Corporation Farm
Corporation Farm
Corporation Farm is on the Wymondham Road in Hethel. Its unusual name comes from the fact that the land was administered by the Corporation of the City Norwich after it acquired the holdings of the Great Hospital which were given to the City at the Dissolution of the Monasteries. It is likely that all or part of the land was a given for the upkeep of the Great Hospital in Norwich by a Bequest in 1554. On Andrew Bryant's map of the County of Norfolk, surveyed 1824-5 and published in 1825, it is clearly marked as Hospital Farm.
At the time of the tithe apportionment in the 1840s (and the 1841 census) its approximately 200 acres was farmed by William Stannard. In the 1851 census it is 'Stanard's Farm' with William (age 50) as farmer of 210 acres employing 10 men. By 1861 he is farming 470 acres with 11 men and 6 boys. In the 1869 Post Office Directory (and again in 1877), Fryer Benjamin Stannard is among a list of farmers, though not necessarily at Corporation Farm. The farmer listed in the 1871 census is Samuel Cann and his large family, farming 240 acres with 7 men and 3 boys, and he is also an Auction Valuer. Then comes another long-term tenant: George Millard is there in 1881, 1891 and 1901 (224 acres, 3 men, 4 boys) - with a note that both he and one of his daughters are deaf. The farm name is not given in 1911, but by then the farmer may have been John Rowe, whose daughter, Pansy, was a teacher at Bracon Ash & Hethel CP school.
Jumping ahead to 1939, Knyvett Millard (born 1879) was farming Corporation Farm and his wife Phyllis entered her work as 'poultry & dairy work & domestic duties' in the 1939 Register. However, Knyvett Millard propelled both Corporation Farm and Hethel to fame through one horse: Colonel Harry Llewellyn's horse Foxhunter, who together won the only gold medal for Britain in the 1952 Olympic Games in Helsinki, was born and bred at Corporation Farm. '....and my goodness, wasn't the whole village proud of the fact that this super-star had originally come from Hethel', writes Michael Coates. Wreningham is also proud that the horse was taken to their blacksmith to be shoed!
During World War II, some of the farmland was commandeered for Hethel airfield, thus reducing the acreage of Corporation Farm. An area of the farm is still fenced off where the airfield's sewerage works were built.
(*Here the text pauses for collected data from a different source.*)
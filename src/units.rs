//! Runtime physical units.
//!
//! A `Unit` is a vector of SI base-dimension exponents plus a scale factor to SI.
//! Units are parsed from strings such as `"m/s**2"`, `"lbf"`, `"W*hr/kg"`,
//! `"1/(kW*hr)"` or `"-"` (dimensionless).
//!
//! Terms may only be added when their dimensions agree. Different scales of the same
//! dimension (feet and meters) are compatible: coefficients are normalized to SI when
//! a problem is canonicalized.

use std::fmt;
use std::ops::{Div, Mul};
use std::str::FromStr;

use crate::error::{GpError, Result};

/// Number of tracked base dimensions: length, mass, time, current, temperature.
const NDIM: usize = 5;

const BASE_SYMBOLS: [&str; NDIM] = ["m", "kg", "s", "A", "K"];

/// Tolerance on dimension exponents (exponents may be fractional after `powf`).
const DIM_TOL: f64 = 1e-9;

/// A physical unit: SI dimension exponents and a multiplicative scale to SI.
#[derive(Debug, Clone, Copy, PartialEq)]
pub struct Unit {
    dims: [f64; NDIM],
    scale: f64,
}

impl Default for Unit {
    fn default() -> Self {
        Unit::dimensionless()
    }
}

impl Unit {
    /// The dimensionless unit with scale 1.
    pub const fn dimensionless() -> Self {
        Unit {
            dims: [0.0; NDIM],
            scale: 1.0,
        }
    }

    fn base(index: usize, scale: f64) -> Self {
        let mut dims = [0.0; NDIM];
        dims[index] = 1.0;
        Unit { dims, scale }
    }

    fn from_parts(dims: [f64; NDIM], scale: f64) -> Self {
        Unit { dims, scale }
    }

    /// Parse a unit string.
    pub fn parse(s: &str) -> Result<Self> {
        let trimmed = s.trim();
        if trimmed.is_empty() || trimmed == "-" {
            return Ok(Unit::dimensionless());
        }
        let tokens = tokenize(trimmed)?;
        let mut parser = Parser {
            tokens: &tokens,
            pos: 0,
            source: trimmed,
        };
        let unit = parser.expr()?;
        if parser.pos != tokens.len() {
            return Err(GpError::UnitParse(trimmed.to_string()));
        }
        Ok(unit)
    }

    /// Multiplicative factor converting a value in this unit to SI base units.
    pub fn scale(&self) -> f64 {
        self.scale
    }

    /// Base-dimension exponents (m, kg, s, A, K).
    pub fn dims(&self) -> &[f64] {
        &self.dims
    }

    /// Check if the unit has no dimension (its scale may still differ from 1).
    pub fn is_dimensionless(&self) -> bool {
        self.dims.iter().all(|d| d.abs() < DIM_TOL)
    }

    /// Check if both units measure the same physical dimension.
    pub fn same_dimension(&self, other: &Unit) -> bool {
        self.dims
            .iter()
            .zip(other.dims.iter())
            .all(|(a, b)| (a - b).abs() < DIM_TOL)
    }

    /// Fail with `UnitMismatch` unless both units share a dimension.
    pub fn check_compatible(&self, other: &Unit) -> Result<()> {
        if self.same_dimension(other) {
            Ok(())
        } else {
            Err(GpError::UnitMismatch {
                expected: self.to_string(),
                got: other.to_string(),
            })
        }
    }

    /// Raise the unit to a real power.
    pub fn powf(&self, p: f64) -> Unit {
        let mut dims = self.dims;
        for d in dims.iter_mut() {
            *d *= p;
        }
        Unit {
            dims,
            scale: self.scale.powf(p),
        }
    }

    /// The same dimension expressed in SI base units (scale 1).
    pub fn to_si(&self) -> Unit {
        Unit {
            dims: self.dims,
            scale: 1.0,
        }
    }
}

impl Mul for Unit {
    type Output = Unit;

    fn mul(self, rhs: Unit) -> Unit {
        let mut dims = self.dims;
        for (d, r) in dims.iter_mut().zip(rhs.dims.iter()) {
            *d += r;
        }
        Unit {
            dims,
            scale: self.scale * rhs.scale,
        }
    }
}

impl Div for Unit {
    type Output = Unit;

    fn div(self, rhs: Unit) -> Unit {
        self * rhs.powf(-1.0)
    }
}

impl FromStr for Unit {
    type Err = GpError;

    fn from_str(s: &str) -> Result<Self> {
        Unit::parse(s)
    }
}

impl fmt::Display for Unit {
    fn fmt(&self, f: &mut fmt::Formatter<'_>) -> fmt::Result {
        let mut parts = Vec::new();
        for (sym, &d) in BASE_SYMBOLS.iter().zip(self.dims.iter()) {
            if d.abs() < DIM_TOL {
                continue;
            }
            if (d - 1.0).abs() < DIM_TOL {
                parts.push(sym.to_string());
            } else {
                parts.push(format!("{}**{}", sym, d));
            }
        }
        let body = if parts.is_empty() {
            "-".to_string()
        } else {
            parts.join("*")
        };
        if (self.scale - 1.0).abs() > 1e-12 {
            write!(f, "{}*{}", self.scale, body)
        } else {
            write!(f, "{}", body)
        }
    }
}

/// Look up a named unit.
fn named_unit(name: &str) -> Option<Unit> {
    const M: usize = 0;
    const KG: usize = 1;
    const S: usize = 2;
    const A: usize = 3;
    const K: usize = 4;

    // Derived dimensions
    const FORCE: [f64; NDIM] = [1.0, 1.0, -2.0, 0.0, 0.0];
    const ENERGY: [f64; NDIM] = [2.0, 1.0, -2.0, 0.0, 0.0];
    const POWER: [f64; NDIM] = [2.0, 1.0, -3.0, 0.0, 0.0];
    const PRESSURE: [f64; NDIM] = [-1.0, 1.0, -2.0, 0.0, 0.0];
    const SPEED: [f64; NDIM] = [1.0, 0.0, -1.0, 0.0, 0.0];
    const VOLTAGE: [f64; NDIM] = [2.0, 1.0, -3.0, -1.0, 0.0];

    let unit = match name {
        // Length
        "m" | "meter" | "meters" => Unit::base(M, 1.0),
        "km" => Unit::base(M, 1000.0),
        "cm" => Unit::base(M, 0.01),
        "mm" => Unit::base(M, 0.001),
        "ft" | "foot" | "feet" => Unit::base(M, 0.3048),
        "inch" | "inches" => Unit::base(M, 0.0254),
        "mi" | "mile" | "miles" => Unit::base(M, 1609.344),
        "nmi" | "nautical_mile" => Unit::base(M, 1852.0),
        // Mass
        "kg" => Unit::base(KG, 1.0),
        "g" | "gram" => Unit::base(KG, 0.001),
        "lb" | "lbm" => Unit::base(KG, 0.453_592_37),
        // Time
        "s" | "sec" | "second" | "seconds" => Unit::base(S, 1.0),
        "min" | "minute" | "minutes" => Unit::base(S, 60.0),
        "hr" | "h" | "hour" | "hours" => Unit::base(S, 3600.0),
        // Current, temperature
        "A" | "amp" => Unit::base(A, 1.0),
        "K" | "kelvin" => Unit::base(K, 1.0),
        // Force
        "N" | "newton" => Unit::from_parts(FORCE, 1.0),
        "kN" => Unit::from_parts(FORCE, 1000.0),
        "lbf" => Unit::from_parts(FORCE, 4.448_221_615_260_5),
        // Energy and power
        "J" | "joule" => Unit::from_parts(ENERGY, 1.0),
        "kJ" => Unit::from_parts(ENERGY, 1000.0),
        "MJ" => Unit::from_parts(ENERGY, 1.0e6),
        "W" | "watt" => Unit::from_parts(POWER, 1.0),
        "kW" => Unit::from_parts(POWER, 1000.0),
        "MW" => Unit::from_parts(POWER, 1.0e6),
        "hp" | "horsepower" => Unit::from_parts(POWER, 745.699_871_582_270_2),
        // Pressure
        "Pa" | "pascal" => Unit::from_parts(PRESSURE, 1.0),
        "kPa" => Unit::from_parts(PRESSURE, 1000.0),
        "psi" => Unit::from_parts(PRESSURE, 6894.757_293_168),
        // Speed
        "knot" | "knots" | "kt" | "kts" => Unit::from_parts(SPEED, 1852.0 / 3600.0),
        "mph" => Unit::from_parts(SPEED, 1609.344 / 3600.0),
        // Electrical
        "V" | "volt" => Unit::from_parts(VOLTAGE, 1.0),
        // Dimensionless
        "percent" => Unit::from_parts([0.0; NDIM], 0.01),
        "count" | "rad" | "radian" => Unit::dimensionless(),
        "deg" | "degree" => Unit::from_parts([0.0; NDIM], std::f64::consts::PI / 180.0),
        _ => return None,
    };
    Some(unit)
}

#[derive(Debug, Clone, PartialEq)]
enum Token {
    Ident(String),
    Number(f64),
    Star,
    Slash,
    Pow,
    LParen,
    RParen,
}

fn tokenize(s: &str) -> Result<Vec<Token>> {
    let chars: Vec<char> = s.chars().collect();
    let mut tokens = Vec::new();
    let mut i = 0;
    while i < chars.len() {
        let c = chars[i];
        match c {
            ' ' | '\t' => i += 1,
            '*' => {
                if i + 1 < chars.len() && chars[i + 1] == '*' {
                    tokens.push(Token::Pow);
                    i += 2;
                } else {
                    tokens.push(Token::Star);
                    i += 1;
                }
            }
            '^' => {
                tokens.push(Token::Pow);
                i += 1;
            }
            '/' => {
                tokens.push(Token::Slash);
                i += 1;
            }
            '(' => {
                tokens.push(Token::LParen);
                i += 1;
            }
            ')' => {
                tokens.push(Token::RParen);
                i += 1;
            }
            _ if c.is_ascii_digit() || c == '.' || c == '-' => {
                let start = i;
                i += 1;
                while i < chars.len() && (chars[i].is_ascii_digit() || chars[i] == '.') {
                    i += 1;
                }
                let text: String = chars[start..i].iter().collect();
                let value = text
                    .parse::<f64>()
                    .map_err(|_| GpError::UnitParse(s.to_string()))?;
                tokens.push(Token::Number(value));
            }
            _ if c.is_alphabetic() || c == '_' => {
                let start = i;
                while i < chars.len() && (chars[i].is_alphanumeric() || chars[i] == '_') {
                    i += 1;
                }
                tokens.push(Token::Ident(chars[start..i].iter().collect()));
            }
            _ => return Err(GpError::UnitParse(s.to_string())),
        }
    }
    Ok(tokens)
}

/// Recursive-descent parser over unit tokens.
///
/// ```text
/// expr   := factor (('*' | '/') factor)*
/// factor := atom ('**' number)?
/// atom   := ident | number | '(' expr ')'
/// ```
struct Parser<'a> {
    tokens: &'a [Token],
    pos: usize,
    source: &'a str,
}

impl Parser<'_> {
    fn error(&self) -> GpError {
        GpError::UnitParse(self.source.to_string())
    }

    fn peek(&self) -> Option<&Token> {
        self.tokens.get(self.pos)
    }

    fn next(&mut self) -> Option<Token> {
        let tok = self.tokens.get(self.pos).cloned();
        self.pos += 1;
        tok
    }

    fn expr(&mut self) -> Result<Unit> {
        let mut unit = self.factor()?;
        loop {
            match self.peek() {
                Some(Token::Star) => {
                    self.pos += 1;
                    unit = unit * self.factor()?;
                }
                Some(Token::Slash) => {
                    self.pos += 1;
                    unit = unit / self.factor()?;
                }
                _ => return Ok(unit),
            }
        }
    }

    fn factor(&mut self) -> Result<Unit> {
        let base = self.atom()?;
        if let Some(Token::Pow) = self.peek() {
            self.pos += 1;
            match self.next() {
                Some(Token::Number(p)) => Ok(base.powf(p)),
                _ => Err(self.error()),
            }
        } else {
            Ok(base)
        }
    }

    fn atom(&mut self) -> Result<Unit> {
        match self.next() {
            Some(Token::Ident(name)) => named_unit(&name).ok_or_else(|| self.error()),
            Some(Token::Number(v)) if v > 0.0 => Ok(Unit::from_parts([0.0; NDIM], v)),
            Some(Token::LParen) => {
                let inner = self.expr()?;
                match self.next() {
                    Some(Token::RParen) => Ok(inner),
                    _ => Err(self.error()),
                }
            }
            _ => Err(self.error()),
        }
    }
}

#[cfg(test)]
mod tests {
    use super::*;
    use approx::assert_relative_eq;

    #[test]
    fn test_parse_dimensionless() {
        assert!(Unit::parse("-").unwrap().is_dimensionless());
        assert!(Unit::parse("").unwrap().is_dimensionless());
        assert!(Unit::parse("ft/m").unwrap().is_dimensionless());
    }

    #[test]
    fn test_parse_acceleration() {
        let g = Unit::parse("m/s**2").unwrap();
        assert_eq!(g.dims(), &[1.0, 0.0, -2.0, 0.0, 0.0]);
        assert_relative_eq!(g.scale(), 1.0);
    }

    #[test]
    fn test_parse_parentheses() {
        let u = Unit::parse("1/(kW*hr)").unwrap();
        assert_eq!(u.dims(), &[-2.0, -1.0, 2.0, 0.0, 0.0]);
        assert_relative_eq!(u.scale(), 1.0 / 3.6e6, max_relative = 1e-12);
    }

    #[test]
    fn test_specific_energy_scale() {
        let u = Unit::parse("W*hr/kg").unwrap();
        assert_relative_eq!(u.scale(), 3600.0);
        assert!(u.same_dimension(&Unit::parse("J/kg").unwrap()));
    }

    #[test]
    fn test_force_compatibility() {
        let lbf = Unit::parse("lbf").unwrap();
        let n = Unit::parse("kg*m/s**2").unwrap();
        assert!(lbf.check_compatible(&n).is_ok());
        let ft = Unit::parse("ft").unwrap();
        assert!(matches!(
            lbf.check_compatible(&ft),
            Err(GpError::UnitMismatch { .. })
        ));
    }

    #[test]
    fn test_unknown_unit() {
        assert!(matches!(Unit::parse("furlong"), Err(GpError::UnitParse(_))));
        assert!(Unit::parse("m/(s").is_err());
    }

    #[test]
    fn test_powf_roundtrip() {
        let area = Unit::parse("ft**2").unwrap();
        let len = area.powf(0.5);
        assert!(len.same_dimension(&Unit::parse("m").unwrap()));
        assert_relative_eq!(len.scale(), 0.3048, max_relative = 1e-12);
    }
}
//! Signomial Program Example
//!
//! maximize    x
//! subject to  x <= y + 1
//!             y <= 2
//!
//! `x <= y + 1` has a two-term right side, so it is not GP-compatible. The local
//! solver replaces `y + 1` by a monomial around the current point and iterates.
//! Run with `RUST_LOG=debug` to see each iteration.

use gpsca::prelude::*;

fn main() -> gpsca::Result<()> {
    pretty_env_logger::init();

    println!("=== Signomial Program ===\n");

    let x = scalar_var("x");
    let y = scalar_var("y");
    let problem = Problem::maximize(&x)
        .subject_to([x.leq(&y + 1.0)?, y.leq(2.0)?])
        .build();

    println!("Capped at 2 iterations:");
    let capped = problem.localsolve_with(ScaConfig::default().max_iterations(2))?;
    println!("  Status: {:?}", capped.status);
    println!("  Last point: x = {:.4}, y = {:.4}", capped[&x], capped[&y]);

    println!("\nTo convergence:");
    let solution = problem.localsolve()?;
    println!("  Status: {:?} after {} iterations", solution.status, solution.iterations);
    for record in &solution.history {
        println!(
            "  iter {:2}: cost {:.6}  max change {:.2e}",
            record.iteration, record.cost, record.max_change
        );
    }
    println!("  x = {:.4}, y = {:.4}", solution[&x], solution[&y]);
    Ok(())
}
//! Monomials: a coefficient times a product of variable powers.

use std::collections::BTreeMap;
use std::fmt;

use super::variable::{Values, Variable};
use crate::error::{GpError, Result};
use crate::units::Unit;

/// Exponents closer to zero than this are dropped.
const EXP_TOL: f64 = 1e-14;

/// A monomial `c * x_1^a_1 * ... * x_n^a_n`.
///
/// `unit` is the unit of the whole term. Evaluating the term with every variable in
/// its own unit gives a value in `unit`; multiplying by `unit.scale()` gives SI.
#[derive(Debug, Clone)]
pub struct Monomial {
    /// Signed coefficient.
    pub coeff: f64,
    /// Variable exponents.
    pub exps: BTreeMap<Variable, f64>,
    /// Unit of the whole term.
    pub unit: Unit,
    /// Exponents of parameters already folded into `coeff` by substitution,
    /// expressed as `d ln|coeff| / d ln value`.
    pub(crate) folded: BTreeMap<Variable, f64>,
}

impl Monomial {
    /// A dimensionless constant.
    pub fn constant(c: f64) -> Self {
        Monomial::with_unit(c, Unit::dimensionless())
    }

    /// A constant carrying a unit.
    pub fn with_unit(c: f64, unit: Unit) -> Self {
        Monomial {
            coeff: c,
            exps: BTreeMap::new(),
            unit,
            folded: BTreeMap::new(),
        }
    }

    /// Build a monomial from a coefficient, the unit of the coefficient and exponents.
    pub fn new(coeff: f64, coeff_unit: Unit, exps: impl IntoIterator<Item = (Variable, f64)>) -> Self {
        let mut m = Monomial::with_unit(coeff, coeff_unit);
        for (var, a) in exps {
            m.unit = m.unit * var.unit().powf(a);
            *m.exps.entry(var).or_insert(0.0) += a;
        }
        m.exps.retain(|_, a| a.abs() > EXP_TOL);
        m
    }

    /// Check if the monomial has no variables.
    pub fn is_constant(&self) -> bool {
        self.exps.is_empty()
    }

    /// Exponent of a variable (zero if absent).
    pub fn exponent(&self, var: &Variable) -> f64 {
        self.exps.get(var).copied().unwrap_or(0.0)
    }

    /// Coefficient expressed in SI units.
    pub fn si_coeff(&self) -> f64 {
        self.coeff * self.unit.scale()
    }

    /// The same term with its coefficient converted to SI.
    pub fn to_si(&self) -> Monomial {
        Monomial {
            coeff: self.si_coeff(),
            exps: self.exps.clone(),
            unit: self.unit.to_si(),
            folded: self.folded.clone(),
        }
    }

    /// Check if two monomials have identical exponents.
    pub fn same_exponents(&self, other: &Monomial) -> bool {
        self.exps.len() == other.exps.len()
            && self
                .exps
                .iter()
                .zip(other.exps.iter())
                .all(|((va, a), (vb, b))| va == vb && (a - b).abs() <= EXP_TOL)
    }

    /// Product of two monomials.
    pub fn mul_mono(&self, other: &Monomial) -> Monomial {
        let mut exps = self.exps.clone();
        for (var, a) in &other.exps {
            *exps.entry(var.clone()).or_insert(0.0) += a;
        }
        exps.retain(|_, a| a.abs() > EXP_TOL);

        let mut folded = self.folded.clone();
        for (var, a) in &other.folded {
            *folded.entry(var.clone()).or_insert(0.0) += a;
        }

        Monomial {
            coeff: self.coeff * other.coeff,
            exps,
            unit: self.unit * other.unit,
            folded,
        }
    }

    /// Quotient of two monomials.
    pub fn div_mono(&self, other: &Monomial) -> Monomial {
        self.mul_mono(&other.powf(-1.0))
    }

    /// Raise to a real power. Exact for monomials.
    ///
    /// A negative coefficient raised to a non-integer power yields a NaN coefficient,
    /// which is rejected when the constraint is classified.
    pub fn powf(&self, p: f64) -> Monomial {
        Monomial {
            coeff: self.coeff.powf(p),
            exps: self
                .exps
                .iter()
                .map(|(v, a)| (v.clone(), a * p))
                .filter(|(_, a)| a.abs() > EXP_TOL)
                .collect(),
            unit: self.unit.powf(p),
            folded: self.folded.iter().map(|(v, a)| (v.clone(), a * p)).collect(),
        }
    }

    /// Scale the coefficient.
    pub fn scale(&self, factor: f64) -> Monomial {
        let mut m = self.clone();
        m.coeff *= factor;
        m
    }

    /// Evaluate in the term's own unit.
    pub fn evaluate(&self, values: &Values) -> Result<f64> {
        let mut acc = self.coeff;
        for (var, a) in &self.exps {
            let x = values.get(var).copied().ok_or_else(|| {
                GpError::InvalidProblem(format!("no value for variable '{}'", var))
            })?;
            acc *= x.powf(*a);
        }
        Ok(acc)
    }

    /// Evaluate in SI units.
    pub fn evaluate_si(&self, values: &Values) -> Result<f64> {
        Ok(self.evaluate(values)? * self.unit.scale())
    }

    /// Fold the values of substituted variables into the coefficient.
    ///
    /// Folded exponents are remembered so that sensitivities to the substituted
    /// parameters can be reported after solving.
    pub fn substitute(&self, subs: &Values) -> Monomial {
        let mut out = Monomial {
            coeff: self.coeff,
            exps: BTreeMap::new(),
            unit: self.unit,
            folded: self.folded.clone(),
        };
        for (var, a) in &self.exps {
            match subs.get(var) {
                Some(&v) => {
                    out.coeff *= v.powf(*a);
                    *out.folded.entry(var.clone()).or_insert(0.0) += a;
                }
                None => {
                    out.exps.insert(var.clone(), *a);
                }
            }
        }
        out
    }

    /// Folded parameter exponents.
    pub fn folded(&self) -> &BTreeMap<Variable, f64> {
        &self.folded
    }
}

impl From<Variable> for Monomial {
    fn from(var: Variable) -> Self {
        let unit = var.unit();
        let mut exps = BTreeMap::new();
        exps.insert(var, 1.0);
        Monomial {
            coeff: 1.0,
            exps,
            unit,
            folded: BTreeMap::new(),
        }
    }
}

impl From<&Variable> for Monomial {
    fn from(var: &Variable) -> Self {
        Monomial::from(var.clone())
    }
}

impl From<&Monomial> for Monomial {
    fn from(m: &Monomial) -> Self {
        m.clone()
    }
}

impl From<f64> for Monomial {
    fn from(c: f64) -> Self {
        Monomial::constant(c)
    }
}

impl fmt::Display for Monomial {
    fn fmt(&self, f: &mut fmt::Formatter<'_>) -> fmt::Result {
        let mut parts = Vec::new();
        if (self.coeff - 1.0).abs() > 1e-12 || self.exps.is_empty() {
            parts.push(format!("{}", self.coeff));
        }
        for (var, a) in &self.exps {
            if (a - 1.0).abs() < EXP_TOL {
                parts.push(var.name().to_string());
            } else {
                parts.push(format!("{}^{}", var.name(), a));
            }
        }
        write!(f, "{}", parts.join("*"))
    }
}

#[cfg(test)]
mod tests {
    use super::*;
    use crate::expr::{parameter, scalar_var, variable};
    use approx::assert_relative_eq;

    #[test]
    fn test_mul_adds_exponents() {
        let x = scalar_var("x");
        let y = scalar_var("y");
        let m = Monomial::new(2.0, Unit::dimensionless(), [(x.clone(), 2.0), (y.clone(), -1.0)]);
        let n = Monomial::new(3.0, Unit::dimensionless(), [(x.clone(), -2.0)]);
        let p = m.mul_mono(&n);
        assert_relative_eq!(p.coeff, 6.0);
        assert_eq!(p.exponent(&x), 0.0);
        assert!(!p.exps.contains_key(&x));
        assert_relative_eq!(p.exponent(&y), -1.0);
    }

    #[test]
    fn test_powf_units() {
        let s = variable("S", "ft**2").unwrap();
        let m = Monomial::from(&s).powf(0.5);
        assert!(m.unit.same_dimension(&Unit::parse("m").unwrap()));
        assert_relative_eq!(m.unit.scale(), 0.3048, max_relative = 1e-12);
    }

    #[test]
    fn test_evaluate_si() {
        let l = variable("L", "ft").unwrap();
        let m = Monomial::from(&l).scale(2.0);
        let mut values = Values::new();
        values.insert(l, 10.0);
        assert_relative_eq!(m.evaluate(&values).unwrap(), 20.0);
        assert_relative_eq!(m.evaluate_si(&values).unwrap(), 20.0 * 0.3048);
    }

    #[test]
    fn test_substitute_tracks_folded() {
        let x = scalar_var("x");
        let k = parameter("k", 4.0, "-").unwrap();
        let m = Monomial::new(1.0, Unit::dimensionless(), [(x.clone(), 1.0), (k.clone(), 0.5)]);
        let mut subs = Values::new();
        subs.insert(k.clone(), 4.0);
        let s = m.substitute(&subs);
        assert_relative_eq!(s.coeff, 2.0);
        assert!(!s.exps.contains_key(&k));
        assert_relative_eq!(s.folded()[&k], 0.5);
    }

    #[test]
    fn test_missing_value_is_error() {
        let x = scalar_var("x");
        let m = Monomial::from(&x);
        assert!(m.evaluate(&Values::new()).is_err());
    }
}
//! Affine expressions in log space.
//!
//! After the change of variables `y_i = ln x_i`, the logarithm of a positive monomial
//! is affine in `y`: `ln(c * prod x_i^a_i) = sum_i a_i y_i + ln c`.

use std::collections::BTreeMap;

use crate::error::{GpError, Result};
use crate::expr::{Monomial, VarId};

/// A scalar affine expression `sum_i coeffs[i] * col_i + constant`.
///
/// `params` records `d constant / d ln v` for every fixed variable `v` whose value was
/// folded into `constant`, so parameter sensitivities can be recovered from duals.
#[derive(Debug, Clone, Default)]
pub struct LogAffine {
    /// Coefficients per solver column.
    pub coeffs: BTreeMap<VarId, f64>,
    /// Constant offset.
    pub constant: f64,
    /// Derivatives of `constant` with respect to log parameter values.
    pub params: BTreeMap<VarId, f64>,
}

impl LogAffine {
    /// A constant.
    pub fn constant(c: f64) -> Self {
        LogAffine {
            constant: c,
            ..Default::default()
        }
    }

    /// A single column with unit coefficient.
    pub fn column(id: VarId) -> Self {
        let mut coeffs = BTreeMap::new();
        coeffs.insert(id, 1.0);
        LogAffine {
            coeffs,
            ..Default::default()
        }
    }

    /// Logarithm of a positive monomial, using its SI coefficient.
    pub fn from_monomial(m: &Monomial) -> Result<Self> {
        let c = m.si_coeff();
        if !(c.is_finite() && c > 0.0) {
            return Err(GpError::NumericalError(format!(
                "cannot take the log of monomial '{}' with coefficient {}",
                m, c
            )));
        }
        Ok(LogAffine {
            coeffs: m.exps.iter().map(|(v, a)| (v.id(), *a)).collect(),
            constant: c.ln(),
            params: m.folded().iter().map(|(v, a)| (v.id(), *a)).collect(),
        })
    }

    /// Sum of two expressions.
    pub fn add(&self, other: &LogAffine) -> LogAffine {
        let mut out = self.clone();
        for (id, c) in &other.coeffs {
            *out.coeffs.entry(*id).or_insert(0.0) += c;
        }
        for (id, c) in &other.params {
            *out.params.entry(*id).or_insert(0.0) += c;
        }
        out.constant += other.constant;
        out
    }

    /// Negation.
    pub fn neg(&self) -> LogAffine {
        self.scale(-1.0)
    }

    /// Multiply every coefficient by a scalar.
    pub fn scale(&self, s: f64) -> LogAffine {
        LogAffine {
            coeffs: self.coeffs.iter().map(|(id, c)| (*id, c * s)).collect(),
            constant: self.constant * s,
            params: self.params.iter().map(|(id, c)| (*id, c * s)).collect(),
        }
    }

    /// Add `c` times a column.
    pub fn plus_column(mut self, id: VarId, c: f64) -> LogAffine {
        *self.coeffs.entry(id).or_insert(0.0) += c;
        self
    }

    /// Evaluate at column values.
    pub fn evaluate(&self, cols: &BTreeMap<VarId, f64>) -> f64 {
        self.constant
            + self
                .coeffs
                .iter()
                .map(|(id, c)| c * cols.get(id).copied().unwrap_or(0.0))
                .sum::<f64>()
    }
}

#[cfg(test)]
mod tests {
    use super::*;
    use crate::expr::{parameter, scalar_var, Values};
    use approx::assert_relative_eq;

    #[test]
    fn test_from_monomial() {
        let x = scalar_var("x");
        let m = 2.0 * &x * &x;
        let la = LogAffine::from_monomial(&m).unwrap();
        assert_relative_eq!(la.constant, 2.0f64.ln());
        assert_relative_eq!(la.coeffs[&x.id()], 2.0);
    }

    #[test]
    fn test_negative_coefficient_rejected() {
        let x = scalar_var("x");
        assert!(LogAffine::from_monomial(&(-1.0 * &x)).is_err());
    }

    #[test]
    fn test_params_follow_linear_ops() {
        let x = scalar_var("x");
        let k = parameter("k", 2.0, "-").unwrap();
        let mut subs = Values::new();
        subs.insert(k.clone(), 2.0);
        let m = (&x * &k).substitute(&subs);
        let la = LogAffine::from_monomial(&m).unwrap();
        assert_relative_eq!(la.params[&k.id()], 1.0);

        let sum = la.neg().add(&LogAffine::column(x.id()));
        assert_relative_eq!(sum.params[&k.id()], -1.0);
        assert_eq!(sum.coeffs[&x.id()], 0.0);
    }
}
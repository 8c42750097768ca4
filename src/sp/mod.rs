//! Signomial programming by successive convex approximation.
//!
//! - `linearize` - local monomial approximation of signomial constraints
//! - `driver` - the iteration state machine behind `Problem::localsolve`

pub mod driver;
pub mod linearize;

pub use driver::{
    max_relative_change, IterationRecord, LocalSolution, ScaConfig, ScaDriver, ScaState,
    ScaStatus,
};
pub use linearize::{linearize, linearize_all};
After the war, Hugh Rackham took on the tenancy in 1946 when he returned from active service. His father, George William Rackham, had farmed Hill Farm until he retired to Stanfield Hall. Hugh's brother (also George) continued at Hill Farm and Hugh farmed next-door Corporation Farm. During the war he had served with the 1st Battalion of the Norfolk Regiment which had been captured in Singapore and Hugh had been a POW in Japan. The land is a medium strong clay, and his daughter remembers that cereals and sugar beet were the main crops of Corporation Farm, along with beef cattle for fattening and potatoes. Over the years, land was also given over to growing blackcurrants for Norfolk Fruitgrowers and peas and beans for Birdseye. Hugh Rackham also took on the tenancy of the land of Church Farm where he kept a dairy herd: the two farms were adjacent, linked by a cart-track. In 1961 he built a new barn to house the cattle with a self-feeding silage system. But later he gave up the cattle and concentrated on barley with smaller acreages of wheat and sugar beet. Another new barn, built in 1966, was capable of storing 200 tonnes of corn and included a drying tunnel.
When Hugh Rackham retired in 1987, Church Farm returned to the Myhills and Corporation Farm was put up for sale by auction on 26th June; it then had just over 140 acres of land straddling both sides of the Wymondham Road (see sale map, above). There were various provisos that Mr Rackham could access the corn held in storage and lift the sugar beet crop by 31st December.
The sale document notes that under Mr Rachham's ownership, hedges had been removed to enlarge fields for the use of modern machinery, and drains put in to make the clay soil easier to work. It also notes the large number of farm buildings which date from when the farm was larger, and these included several traditional barns and bullock yard and the two large buildings added in the 1960s.
The farm house is a Grade II listed building which 'reputedly has Tudor origins' (from the Estate Agent's blurb). A brick building with a pantiled roof, the most noticeable feature is the group of tall chimneys. In 1987 it had 3 reception rooms, kitchen, cold store and still room on the ground floor; 4 bedrooms and a bathroom on the 1t floor; and a further 2 bedrooms in the attic. Adjacent was a small cottage with 2 downstairs and 1 upstairs room. Surrounding the farmhouse was a 1.65 acre garden with flowers, vegetables and an old orchard.
Rather than going to another tenant, Corporation Farm was bought by Mr Gray of Hill Farm who kept the land but sold the buildings. Today the historic barns adjacent to the old farmhouse, and the workers' cottages across the road, have all been converted and extended to become a small hamlet of Hethel parish.